Copies of the Medicare Part D HEALTH TiPS are available on the Foundation Web site.

The Foundation also offers free HEALTH TiPS on pain, hypertension and healthy shelter living.

College-supported organization offers volunteer opportunities overseas

Physicians who want to volunteer overseas should consider Health Volunteers Overseas (HVO), an ACP-supported organization committed to improving global health. HVO works to improve global health by mentoring health care providers in less developed nations. ACP sponsors HVO's internal medicine overseas section, which supports training programs for internal medicine generalists and subspecialists in Cambodia, India, Peru, Tanzania and Uganda.

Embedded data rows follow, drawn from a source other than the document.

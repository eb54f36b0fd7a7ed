//! Application root and route outlet

use crate::auth::{AuthProvider, ProtectedRoute, use_auth};
use crate::client::AdminApi;
use crate::components::{Layout, LoadingScreen};
use crate::pages::{CreateHotel, HotelScreen, SignIn};
use crate::router::{AppRoute, Replace, resolve_route};
use hotel_console_core::{Resolution, Screen, Session};
use std::rc::Rc;
use yew::prelude::*;
use yew_router::prelude::*;

#[derive(Properties)]
pub struct AppProps {
    pub session: Rc<Session>,
    pub api: AdminApi,
}

impl PartialEq for AppProps {
    fn eq(&self, other: &Self) -> bool {
        Rc::ptr_eq(&self.session, &other.session) && self.api == other.api
    }
}

#[function_component(App)]
pub fn app(props: &AppProps) -> Html {
    html! {
        <BrowserRouter>
            <AuthProvider session={props.session.clone()} api={props.api.clone()}>
                <AppContent />
            </AuthProvider>
        </BrowserRouter>
    }
}

#[function_component(AppContent)]
fn app_content() -> Html {
    let auth = use_auth();

    // Hold every route back until the session wipe and any hotel lookup settle
    if auth.is_loading() {
        return html! { <LoadingScreen /> };
    }

    html! { <Switch<AppRoute> render={switch} /> }
}

fn switch(route: AppRoute) -> Html {
    html! { <RouteOutlet {route} /> }
}

#[derive(Properties, Clone, PartialEq)]
struct RouteOutletProps {
    route: AppRoute,
}

#[function_component(RouteOutlet)]
fn route_outlet(props: &RouteOutletProps) -> Html {
    let auth = use_auth();

    match resolve_route(&props.route, auth.is_authenticated()) {
        Resolution::Redirect(to) => html! { <Replace to={AppRoute::from(to)} /> },
        Resolution::Render(Screen::SignIn) => html! { <SignIn /> },
        // Protected screens keep their own gate so a logout re-renders them away
        Resolution::Render(Screen::CreateHotel) => html! {
            <ProtectedRoute>
                <CreateHotel />
            </ProtectedRoute>
        },
        Resolution::Render(Screen::Hotel { hotel_id, page }) => {
            let hotel_id = AttrValue::from(hotel_id);
            html! {
                <ProtectedRoute>
                    <Layout hotel_id={hotel_id.clone()} active={page}>
                        <HotelScreen {hotel_id} {page} />
                    </Layout>
                </ProtectedRoute>
            }
        }
    }
}
//! Error types shared across the console crates

use std::time::Duration;
use thiserror::Error;

/// Standard result type for console operations
pub type Result<T> = std::result::Result<T, Error>;

#[derive(Error, Debug)]
pub enum Error {
    #[error("Storage error: {0}")]
    Storage(String),

    #[error("Storage is not available")]
    StorageUnavailable,

    #[error("Serialization error: {0}")]
    Serialization(#[from] serde_json::Error),

    #[error("Hotel lookup failed: {0}")]
    LookupFailed(String),

    #[error("Hotel lookup timed out after {0:?}")]
    LookupTimedOut(Duration),

    #[error("Request failed: {0}")]
    Request(String),

    #[error("Invalid configuration: {0}")]
    Configuration(String),
}

impl Error {
    /// Create a storage error
    pub fn storage(message: impl Into<String>) -> Self {
        Self::Storage(message.into())
    }

    /// Create a hotel lookup error
    pub fn lookup_failed(message: impl Into<String>) -> Self {
        Self::LookupFailed(message.into())
    }

    /// Create a configuration error
    pub fn configuration(message: impl Into<String>) -> Self {
        Self::Configuration(message.into())
    }
}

HVO currently supports over 60 projects in more than 25 countries. Volunteers lecture, conduct ward rounds and demonstrate various techniques in classrooms, clinics and operating rooms.

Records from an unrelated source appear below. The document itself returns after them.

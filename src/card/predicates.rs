//! Named card classifiers.
//!
//! Every rule that needs to know "is this a draw card?" or "does this skip an
//! evolution stage?" goes through one of these functions, so the matching
//! surface stays in one table per concept.

use crate::card::types::{Card, EnergyType};

/// Cards that let a Basic evolve straight into its Stage 2
const EVOLUTION_SKIP_CARDS: &[&str] = &["rare candy", "pokemon breeder", "pokemon breeder's nurturing"];

/// Supporters whose main effect is drawing cards
const DRAW_SUPPORTERS: &[&str] = &[
    "professor's research",
    "professor oak",
    "professor juniper",
    "professor sycamore",
    "iono",
    "judge",
    "marnie",
    "cynthia",
    "lillie",
    "n",
    "colress's experiment",
    "bianca's devotion",
    "hop",
    "sonia",
    "shauna",
    "tierno",
    "bill",
];

/// Non-supporter trainers that draw cards
const DRAW_ITEMS: &[&str] = &["bill", "trekking shoes", "pokegear 3.0", "research record"];

/// Trainers that search the deck for creatures or energy
const SEARCH_CARDS: &[&str] = &[
    "ultra ball",
    "nest ball",
    "quick ball",
    "level ball",
    "great ball",
    "poke ball",
    "hisuian heavy ball",
    "buddy-buddy poffin",
    "battle vip pass",
    "evolution incense",
    "capturing aroma",
    "earthen vessel",
    "energy search",
    "professor's letter",
    "arven",
    "irida",
    "bug catching set",
    "pokemon communication",
];

/// Trainers that put extra energy into play
const ENERGY_ACCELERATION_CARDS: &[&str] = &[
    "elesa's sparkle",
    "professor sada's vitality",
    "dark patch",
    "metal saucer",
    "max elixir",
    "welder",
    "melony",
    "turbo energize",
    "magma basin",
];

/// Abilities that attach energy beyond the one-per-turn allowance
const ENERGY_ACCELERATION_ABILITIES: &[&str] = &[
    "inferno fandango",
    "deluge",
    "psychic embrace",
    "metal maker",
    "infernal reign",
    "energy trans",
    "rain dance",
];

/// Trainers that interfere with the opponent's board or hand
const DISRUPTION_CARDS: &[&str] = &[
    "boss's orders",
    "counter catcher",
    "prime catcher",
    "pokemon catcher",
    "lysandre",
    "guzma",
    "iono",
    "judge",
    "marnie",
    "roxanne",
    "path to the peak",
    "crushing hammer",
    "lost vacuum",
    "enhanced hammer",
];

/// Name fragments identifying the type a basic energy provides
const ENERGY_TYPE_NAMES: &[(&str, EnergyType)] = &[
    ("grass", EnergyType::Grass),
    ("fire", EnergyType::Fire),
    ("water", EnergyType::Water),
    ("lightning", EnergyType::Lightning),
    ("psychic", EnergyType::Psychic),
    ("fighting", EnergyType::Fighting),
    ("darkness", EnergyType::Darkness),
    ("metal", EnergyType::Metal),
    ("fairy", EnergyType::Fairy),
];

/// Lowercase the name and fold accented letters so "Poké Ball" matches "poke ball"
pub fn normalize_name(name: &str) -> String {
    name.trim()
        .chars()
        .map(|c| match c {
            'é' | 'É' | 'è' | 'ê' => 'e',
            '’' => '\'',
            other => other,
        })
        .collect::<String>()
        .to_lowercase()
}

fn name_in(card: &Card, table: &[&str]) -> bool {
    let name = normalize_name(&card.name);
    table.iter().any(|entry| *entry == name)
}

/// Evolution-skip accelerant: permits Stage 2 counts above Stage 1 counts
pub fn is_evolution_skip_card(card: &Card) -> bool {
    card.is_trainer() && name_in(card, EVOLUTION_SKIP_CARDS)
}

pub fn is_draw_supporter(card: &Card) -> bool {
    card.is_trainer() && name_in(card, DRAW_SUPPORTERS)
}

/// Any trainer that draws cards, supporter or not
pub fn is_draw_trainer(card: &Card) -> bool {
    is_draw_supporter(card) || (card.is_trainer() && name_in(card, DRAW_ITEMS))
}

pub fn is_search_card(card: &Card) -> bool {
    card.is_trainer() && name_in(card, SEARCH_CARDS)
}

pub fn is_disruption_card(card: &Card) -> bool {
    card.is_trainer() && name_in(card, DISRUPTION_CARDS)
}

/// Trainer or creature ability that attaches extra energy
pub fn is_energy_acceleration(card: &Card) -> bool {
    if card.is_trainer() {
        return name_in(card, ENERGY_ACCELERATION_CARDS);
    }
    card.is_creature()
        && card
            .abilities
            .iter()
            .any(|a| ENERGY_ACCELERATION_ABILITIES.contains(&normalize_name(&a.name).as_str()))
}

/// Counts toward "playable" in the dead-draw metric
pub fn is_playable_opener(card: &Card) -> bool {
    card.is_creature() || is_draw_trainer(card)
}

pub fn is_special_energy(card: &Card) -> bool {
    card.is_energy() && card.has_subtype("Special")
}

/// Type provided by a basic energy card, taken from its name
pub fn basic_energy_type(card: &Card) -> Option<EnergyType> {
    if !card.is_energy() || is_special_energy(card) {
        return None;
    }
    let name = normalize_name(&card.name);
    ENERGY_TYPE_NAMES
        .iter()
        .find(|(fragment, _)| name.contains(fragment))
        .map(|(_, energy_type)| *energy_type)
        .or_else(|| {
            if name.contains("dark") {
                Some(EnergyType::Darkness)
            } else {
                None
            }
        })
}

pub fn is_basic_energy(card: &Card) -> bool {
    basic_energy_type(card).is_some()
}

/// Type an energy card can pay for; special energy counts as Colorless
pub fn energy_provided(card: &Card) -> Option<EnergyType> {
    if !card.is_energy() {
        return None;
    }
    basic_energy_type(card).or(Some(EnergyType::Colorless))
}

#[cfg(test)]
mod tests {
    use super::*;
    use crate::card::types::Supertype;

    fn trainer(name: &str) -> Card {
        Card::new(name, Supertype::Trainer)
    }

    #[test]
    fn test_evolution_skip_card() {
        assert!(is_evolution_skip_card(&trainer("Rare Candy")));
        assert!(is_evolution_skip_card(&trainer("Pokémon Breeder")));
        assert!(!is_evolution_skip_card(&trainer("Ultra Ball")));
        // A creature that happens to share a name is not an item
        assert!(!is_evolution_skip_card(&Card::new("Rare Candy", Supertype::Creature)));
    }

    #[test]
    fn test_draw_and_search() {
        assert!(is_draw_supporter(&trainer("Professor's Research")));
        assert!(is_draw_trainer(&trainer("Trekking Shoes")));
        assert!(!is_draw_supporter(&trainer("Trekking Shoes")));
        assert!(is_search_card(&trainer("Poké Ball")));
        assert!(is_search_card(&trainer("Buddy-Buddy Poffin")));
        assert!(!is_search_card(&trainer("Iono")));
    }

    #[test]
    fn test_energy_acceleration_by_ability() {
        let charizard = Card::new("Charizard ex", Supertype::Creature)
            .with_subtype("Stage 2")
            .with_ability("Infernal Reign", "Search your deck for up to 3 Basic Fire Energy");
        assert!(is_energy_acceleration(&charizard));
        assert!(is_energy_acceleration(&trainer("Elesa's Sparkle")));
        assert!(!is_energy_acceleration(&trainer("Nest Ball")));
    }

    #[test]
    fn test_basic_energy_type() {
        let fire = Card::new("Basic Fire Energy", Supertype::Energy);
        assert_eq!(basic_energy_type(&fire), Some(EnergyType::Fire));

        let dark = Card::new("Dark Energy", Supertype::Energy);
        assert_eq!(basic_energy_type(&dark), Some(EnergyType::Darkness));

        let special = Card::new("Double Turbo Energy", Supertype::Energy).with_subtype("Special");
        assert_eq!(basic_energy_type(&special), None);
        assert_eq!(energy_provided(&special), Some(EnergyType::Colorless));
        assert!(!is_basic_energy(&special));
    }

    #[test]
    fn test_playable_opener() {
        assert!(is_playable_opener(&Card::new("Pikachu", Supertype::Creature)));
        assert!(is_playable_opener(&trainer("Iono")));
        assert!(!is_playable_opener(&trainer("Nest Ball")));
        assert!(!is_playable_opener(&Card::new("Fire Energy", Supertype::Energy)));
    }
}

To learn more about improving global health, visit the HVO Web site.

Discounts now available on Annual Session 2005 recordings

Physicians can now buy the 25 best-selling recorded sessions from Annual Session 2005 at 25% off their original price.

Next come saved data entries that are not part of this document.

use crate::card::predicates::{
    basic_energy_type, is_disruption_card, is_draw_trainer, is_energy_acceleration,
    is_evolution_skip_card, is_playable_opener, is_search_card, normalize_name,
};
use crate::card::{Card, CardDatabase, CardDatabaseError, EnergyType, ValidationError};
use serde::{Deserialize, Serialize};
use std::collections::{BTreeSet, HashMap};
use std::path::Path;
use thiserror::Error;

#[derive(Error, Debug)]
pub enum DeckError {
    #[error("IO error: {0}")]
    IoError(#[from] std::io::Error),
    #[error("JSON parsing error: {0}")]
    JsonError(#[from] serde_json::Error),
    #[error("Invalid deck format at line {line}: {reason}")]
    InvalidFormat { line: usize, reason: String },
    #[error("Card database error: {0}")]
    DatabaseError(#[from] CardDatabaseError),
    #[error("Invalid card data: {0}")]
    Validation(#[from] ValidationError),
    #[error("Deck list '{0}' needs a card database (--cards)")]
    MissingDatabase(String),
}

/// Largest quantity a single deck entry may carry
pub const MAX_ENTRY_QUANTITY: u32 = 1_000;

/// One card and how many copies the deck runs
#[derive(Debug, Clone, PartialEq, Eq, Serialize, Deserialize)]
#[serde(try_from = "RawDeckEntry")]
pub struct DeckEntry {
    pub card: Card,
    pub quantity: u32,
}

impl DeckEntry {
    pub fn new(card: Card, quantity: u32) -> Self {
        DeckEntry { card, quantity }
    }
}

#[derive(Debug, Deserialize)]
struct RawDeckEntry {
    card: Card,
    #[serde(alias = "count")]
    quantity: i64,
}

impl TryFrom<RawDeckEntry> for DeckEntry {
    type Error = ValidationError;

    fn try_from(raw: RawDeckEntry) -> Result<Self, Self::Error> {
        let quantity = validate_quantity(&raw.card.name, raw.quantity)?;
        Ok(DeckEntry {
            card: raw.card,
            quantity,
        })
    }
}

fn validate_quantity(card: &str, quantity: i64) -> Result<u32, ValidationError> {
    if quantity < 0 {
        return Err(ValidationError::NegativeQuantity {
            card: card.to_string(),
            quantity,
        });
    }
    match u32::try_from(quantity) {
        Ok(q) if q <= MAX_ENTRY_QUANTITY => Ok(q),
        _ => Err(ValidationError::QuantityTooLarge {
            card: card.to_string(),
            quantity,
            max: MAX_ENTRY_QUANTITY,
        }),
    }
}

/// Ordered card multiset. The engine checks, but never enforces, the 60-card
/// total and the four-copy limit.
#[derive(Debug, Clone, Default, PartialEq, Eq, Serialize, Deserialize)]
pub struct Deck {
    #[serde(default, skip_serializing_if = "Option::is_none")]
    pub name: Option<String>,
    #[serde(rename = "cards")]
    pub entries: Vec<DeckEntry>,
}

/// Card counts shared by every check
#[derive(Debug, Clone, Default, PartialEq, Serialize)]
#[serde(rename_all = "camelCase")]
pub struct DeckSummary {
    pub total_cards: u32,
    pub creature_count: u32,
    pub basic_count: u32,
    pub trainer_count: u32,
    pub energy_count: u32,
    pub playable_count: u32,
    pub draw_support_count: u32,
    pub search_count: u32,
    pub skip_count: u32,
    pub acceleration_count: u32,
    pub disruption_count: u32,
    pub basic_energy_types: Vec<EnergyType>,
}

impl Deck {
    pub fn new(name: Option<&str>, entries: Vec<DeckEntry>) -> Self {
        Deck {
            name: name.map(str::to_string),
            entries,
        }
    }

    /// Parse a JSON deck: either `{"name": .., "cards": [..]}` or a bare entry array
    pub fn from_json_str(content: &str) -> Result<Self, DeckError> {
        let value: serde_json::Value = serde_json::from_str(content)?;
        if value.is_array() {
            let entries: Vec<DeckEntry> = serde_json::from_value(value)?;
            Ok(Deck::new(None, entries))
        } else {
            Ok(serde_json::from_value(value)?)
        }
    }

    pub fn display_name(&self) -> &str {
        self.name.as_deref().unwrap_or("unnamed deck")
    }

    /// Sums saturate, so entries built in code with huge quantities never overflow
    pub fn total_cards(&self) -> u32 {
        self.entries
            .iter()
            .map(|e| e.quantity)
            .fold(0, u32::saturating_add)
    }

    /// Total copies of cards matching the predicate
    pub fn count_where<F>(&self, predicate: F) -> u32
    where
        F: Fn(&Card) -> bool,
    {
        self.entries
            .iter()
            .filter(|e| predicate(&e.card))
            .map(|e| e.quantity)
            .fold(0, u32::saturating_add)
    }

    pub fn creature_entries(&self) -> impl Iterator<Item = &DeckEntry> {
        self.entries.iter().filter(|e| e.card.is_creature())
    }

    /// Copies per card name (case and accent folded), in deck order
    pub fn copies_by_name(&self) -> Vec<(String, u32)> {
        let mut order: Vec<(String, u32)> = Vec::new();
        let mut positions: HashMap<String, usize> = HashMap::new();
        for entry in &self.entries {
            let key = normalize_name(&entry.card.name);
            match positions.get(&key) {
                Some(&idx) => order[idx].1 = order[idx].1.saturating_add(entry.quantity),
                None => {
                    positions.insert(key, order.len());
                    order.push((entry.card.name.clone(), entry.quantity));
                }
            }
        }
        order
    }

    pub fn summary(&self) -> DeckSummary {
        let basic_energy_types: BTreeSet<EnergyType> = self
            .entries
            .iter()
            .filter(|e| e.quantity > 0)
            .filter_map(|e| basic_energy_type(&e.card))
            .collect();

        DeckSummary {
            total_cards: self.total_cards(),
            creature_count: self.count_where(Card::is_creature),
            basic_count: self.count_where(Card::is_basic_creature),
            trainer_count: self.count_where(Card::is_trainer),
            energy_count: self.count_where(Card::is_energy),
            playable_count: self.count_where(is_playable_opener),
            draw_support_count: self.count_where(is_draw_trainer),
            search_count: self.count_where(is_search_card),
            skip_count: self.count_where(is_evolution_skip_card),
            acceleration_count: self.count_where(is_energy_acceleration),
            disruption_count: self.count_where(is_disruption_card),
            basic_energy_types: basic_energy_types.into_iter().collect(),
        }
    }
}

/// Parse a plain-text deck list against a card database.
/// Format: "4 Card Name" per line, supports comments with # or //
pub fn parse_deck_list(content: &str, database: &CardDatabase) -> Result<Deck, DeckError> {
    let mut entries: Vec<DeckEntry> = Vec::new();

    for (line_num, line) in content.lines().enumerate() {
        let trimmed = line.trim();

        // Skip empty lines and comments
        if trimmed.is_empty() || trimmed.starts_with('#') || trimmed.starts_with("//") {
            continue;
        }

        let parts: Vec<&str> = trimmed.splitn(2, ' ').collect();
        if parts.len() != 2 {
            return Err(DeckError::InvalidFormat {
                line: line_num + 1,
                reason: "Expected format: 'COUNT CARD_NAME'".to_string(),
            });
        }

        let count_str = parts[0];
        let card_name = parts[1].trim();

        let count: i64 = count_str.parse().map_err(|_| DeckError::InvalidFormat {
            line: line_num + 1,
            reason: format!("'{}' is not a valid number", count_str),
        })?;
        let quantity = validate_quantity(card_name, count)?;

        let card = database.get_card(card_name)?;

        // Repeated lines for the same card fold into one entry
        match entries.iter_mut().find(|e| e.card.name == card.name) {
            Some(existing) => existing.quantity = existing.quantity.saturating_add(quantity),
            None => entries.push(DeckEntry::new(card, quantity)),
        }
    }

    Ok(Deck::new(None, entries))
}

/// Parse a deck list file; the deck takes the file stem as its name
pub fn parse_deck_file(path: &str, database: &CardDatabase) -> Result<Deck, DeckError> {
    let content = std::fs::read_to_string(path)?;
    let mut deck = parse_deck_list(&content, database)?;
    deck.name = file_stem(path);
    Ok(deck)
}

/// Load a deck from `.json` directly, or from a text list resolved through `database`
pub fn load_deck(path: &str, database: Option<&CardDatabase>) -> Result<Deck, DeckError> {
    let is_json = Path::new(path)
        .extension()
        .map(|ext| ext.eq_ignore_ascii_case("json"))
        .unwrap_or(false);

    if is_json {
        let content = std::fs::read_to_string(path)?;
        let mut deck = Deck::from_json_str(&content)?;
        if deck.name.is_none() {
            deck.name = file_stem(path);
        }
        return Ok(deck);
    }

    match database {
        Some(db) => parse_deck_file(path, db),
        None => Err(DeckError::MissingDatabase(path.to_string())),
    }
}

fn file_stem(path: &str) -> Option<String> {
    Path::new(path)
        .file_stem()
        .map(|s| s.to_string_lossy().into_owned())
}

For a limited time only, physicians can order recordings in audiocassette, audio CD and MP3 CD formats at the discounted price. Individual recordings are now $12.75, down from $17. You can also buy the entire package of 25 recordings for $195, down from the previous combined price of $318.75.

Some of the popular sessions being offered cover diabetes outpatient management, drug interactions, hyperlipidemia, preoperative care and anticoagulation therapy. Recordings include several Updates and Clinical Pearl and Meet the Professor sessions.

More information is online or call 800-241-7785.

New free toolkit available to help fight meningitis

The National Foundation for Infectious Diseases (NFID) has launched an online in-practice resource program with free materials to help physicians and practices implement new meningococcal vaccine recommendations.

The program now offers a toolkit that ACP helped develop, with information on the disease as well as new recommendations and tips for vaccine delivery, proper billing and reimbursement. The toolkit also contains sample patient education materials.

Called "S.T.O.P Meningitis!," the toolkit targets adolescents and college-bound students who make up nearly 30% of the 3,000 meningitis cases diagnosed in the United States each year. According to the National Meningitis Association, vaccination could prevent up to 80% of these cases.

Medical organizations as well as the Centers for Disease Control and Prevention now recommend that patients age 11-12 receive new conjugate vaccine. For those not previously immunized, guidelines recommend vaccination when students enter high school or college. Toolkit materials can be downloaded from the NFID Web site.